Utility of the Standardized Infection Ratio (SIR) for reporting healthcare-associated infections in Australia: benefits and limitations using a Victorian dataset

Ms. Sandra Johnson1, Dr. Nabeel Imam1, Professor Allen Cheng2, Associate Profressor Leon Worth1

1VICNISS Coordinating Centre, Melbourne, Australia

2School of Public Health and Preventive Medicine, Monash University, Melbourne, Australia


Introduction: Appropriate data reporting is essential for effectual healthcare-associated infection (HAI) surveillance programs. Since 2010, the US National Health and Safety Network have reported surgical site infections (SSIs) using standardised infection ratios (SIRs), a summary statistic comparing observed with expected events.
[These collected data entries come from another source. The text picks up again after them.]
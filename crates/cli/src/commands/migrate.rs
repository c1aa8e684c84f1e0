use crate::commands::{build_runtime, load_config, open_database, CommandResult};

pub fn run() -> CommandResult {
    let config = match load_config("migrate") {
        Ok(config) => config,
        Err(result) => return result,
    };

    let runtime = match build_runtime("migrate") {
        Ok(runtime) => runtime,
        Err(result) => return result,
    };

    let result = runtime.block_on(async {
        let pool = open_database("migrate", &config).await?;
        pool.close().await;
        Ok::<(), CommandResult>(())
    });

    match result {
        Ok(()) => CommandResult::success("migrate", "applied pending migrations"),
        Err(failure) => failure,
    }
}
The objective of this study was to apply SIR methodology to SSI surveillance data from Victorian hospitals.

Method: SSI data submitted to the Victorian Healthcare Associated Infection Surveillance System (VICNISS) were extracted for caesarean section, cardiac bypass and colorectal surgeries. Expected infection numbers were calculated using logistic regression modelling of statistically and/or clinically-significant risk factors using 2015 data. Procedure-specific SIRs (observed infections/expected) were calculated for participating hospitals using rolling 6-month data submitted during 2016-17. Flags were applied for any 6-month period significantly greater than baseline.

Results: Modelled risk factors included age, sex, BMI, duration and other procedure-specific factors (e.g. emergency caesarean sections). The number of hospitals where SIRs could be calculated for the entire surveillance period for caesarean, cardiac bypass and colorectal surgery was 13/21 (65%), 6/10 (60%) and 14/19 (73.7%), respectively. For caesarean sections, SIR values spanned 0-2.6 (with 2 flags generated); for cardiac bypass procedures, range was 0.2-3.2 (3 flags); for colorectal procedures, range was 0-2.0 (1 flag).
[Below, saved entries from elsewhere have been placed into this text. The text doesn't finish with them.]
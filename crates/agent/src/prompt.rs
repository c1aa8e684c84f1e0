use triad_core::canonical::canonicalize;
use triad_core::errors::OrchestrationError;
use triad_core::schema::{SchemaOverride, SchemaSnapshot};

/// Fixed product context shared by every round. Changing it changes what the
/// providers are asked, so it is versioned with the plan contract.
pub const PLAN_CONTEXT: &str = "\
Boots POS Admin AI Module (v1.5.0)
Hard constraints:
- Perf budget: <= 5KB gzip added, <= 10ms TTI impact, <= 2 data-store reads per action
- WCAG AA required
- Least privilege; no client-side secrets
- Data-store I/O: pagination (limit + startAfter), batch/transaction writes, compact payloads
- RBAC per menu: defaultRoles, allowedRoles, allowedUsers; enforce server-side + filter client
- Quorum: require 2/3 normalized plan match (hash equality)
Output MUST match Plan schema exactly as JSON.";

/// Builds the single prompt sent, byte for byte, to all three providers.
///
/// The snapshot and override are serialized canonically so that two rounds
/// over the same inputs produce the same prompt.
pub fn build_prompt(
    intent: &str,
    snapshot: &SchemaSnapshot,
    schema_override: Option<&SchemaOverride>,
) -> Result<String, OrchestrationError> {
    let snapshot_json = serde_json::to_value(snapshot)
        .map_err(|error| OrchestrationError::Snapshot(error.to_string()))?;
    let override_json = match schema_override {
        Some(value) => serde_json::to_value(value)
            .map_err(|error| OrchestrationError::InvalidRequest(error.to_string()))?,
        None => serde_json::Value::Object(serde_json::Map::new()),
    };

    Ok(format!(
        "{PLAN_CONTEXT}\n\nIntent:\n{intent}\n\nSchema Snapshot:\n{}\n\nAdmin Override (optional):\n{}\n\nReturn ONLY JSON matching Plan schema.",
        canonicalize(&snapshot_json),
        canonicalize(&override_json),
    ))
}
Conclusions: SIRs provide a simplified measure of performance and case-mix adjustment. However, SIRs cannot be calculated for low-volume or low-risk procedures (i.e. expected number <1), limiting the value for a statewide surveillance network. Current reporting of rates should be retained, with SIR reporting used as an adjunctive measure only.
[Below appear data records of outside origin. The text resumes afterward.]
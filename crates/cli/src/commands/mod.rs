pub mod audit;
pub mod config;
pub mod doctor;
pub mod migrate;
pub mod module;
pub mod run;

use serde::Serialize;
use serde_json::Value;
use tokio::runtime::Runtime;

use triad_core::config::{AppConfig, LoadOptions};
use triad_db::{connect_with_config, migrations, DbPool};

pub const EXIT_CONFIG: u8 = 2;
pub const EXIT_RUNTIME: u8 = 3;
pub const EXIT_DATABASE: u8 = 4;
pub const EXIT_MIGRATION: u8 = 5;
pub const EXIT_QUORUM: u8 = 6;
pub const EXIT_CONSTRAINT: u8 = 7;
pub const EXIT_OTHER: u8 = 8;

#[derive(Debug, Clone)]
pub struct CommandResult {
    pub exit_code: u8,
    pub output: String,
}

#[derive(Debug, Serialize)]
struct CommandOutcome {
    command: String,
    status: String,
    error_class: Option<String>,
    message: String,
    #[serde(skip_serializing_if = "Option::is_none")]
    data: Option<Value>,
}

impl CommandResult {
    pub fn success(command: &str, message: impl Into<String>) -> Self {
        Self::success_with_data(command, message, None)
    }

    pub fn success_with_data(
        command: &str,
        message: impl Into<String>,
        data: Option<Value>,
    ) -> Self {
        let payload = CommandOutcome {
            command: command.to_string(),
            status: "ok".to_string(),
            error_class: None,
            message: message.into(),
            data,
        };
        Self { exit_code: 0, output: serialize_payload(payload) }
    }

    pub fn failure(
        command: &str,
        error_class: &str,
        message: impl Into<String>,
        exit_code: u8,
    ) -> Self {
        Self::failure_with_data(command, error_class, message, exit_code, None)
    }

    pub fn failure_with_data(
        command: &str,
        error_class: &str,
        message: impl Into<String>,
        exit_code: u8,
        data: Option<Value>,
    ) -> Self {
        let payload = CommandOutcome {
            command: command.to_string(),
            status: "error".to_string(),
            error_class: Some(error_class.to_string()),
            message: message.into(),
            data,
        };
        Self { exit_code, output: serialize_payload(payload) }
    }
}

fn serialize_payload(payload: CommandOutcome) -> String {
    serde_json::to_string(&payload).unwrap_or_else(|error| {
        format!(
            "{{\"command\":\"unknown\",\"status\":\"error\",\"error_class\":\"serialization\",\"message\":\"{}\"}}",
            error.to_string().replace('\\', "\\\\").replace('"', "\\\"")
        )
    })
}

pub(crate) fn load_config(command: &str) -> Result<AppConfig, CommandResult> {
    AppConfig::load(LoadOptions::default()).map_err(|error| {
        CommandResult::failure(
            command,
            "config_validation",
            format!("configuration issue: {error}"),
            EXIT_CONFIG,
        )
    })
}

pub(crate) fn build_runtime(command: &str) -> Result<Runtime, CommandResult> {
    tokio::runtime::Builder::new_current_thread().enable_all().build().map_err(|error| {
        CommandResult::failure(
            command,
            "runtime_init",
            format!("failed to initialize async runtime: {error}"),
            EXIT_RUNTIME,
        )
    })
}

/// Connects and brings the schema up to date. Every command that reads or
/// writes records goes through here.
pub(crate) async fn open_database(
    command: &str,
    config: &AppConfig,
) -> Result<DbPool, CommandResult> {
    let pool = connect_with_config(&config.database).await.map_err(|error| {
        CommandResult::failure(command, "db_connectivity", error.to_string(), EXIT_DATABASE)
    })?;
    migrations::run_pending(&pool).await.map_err(|error| {
        CommandResult::failure(command, "migration", error.to_string(), EXIT_MIGRATION)
    })?;
    Ok(pool)
}

pub(crate) fn to_data<T: Serialize>(command: &str, value: &T) -> Result<Value, CommandResult> {
    serde_json::to_value(value).map_err(|error| {
        CommandResult::failure(command, "serialization", error.to_string(), EXIT_OTHER)
    })
}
Sandra Johnson is an Epidemiologist with VICNISS. Sandra has a science background with public health and epidemiology experience. She has worked in infectious disease epidemiology, outbreak investigations and surveillance across multiple disease areas including healthcare associated infections, influenza and sexually transmissible infections. She previously worked at the Health Protection Agency (now Public Health England) in the United Kingdom and at a regional office of the Victorian Department of Health, and has a keen interest in evidence-based public health policy.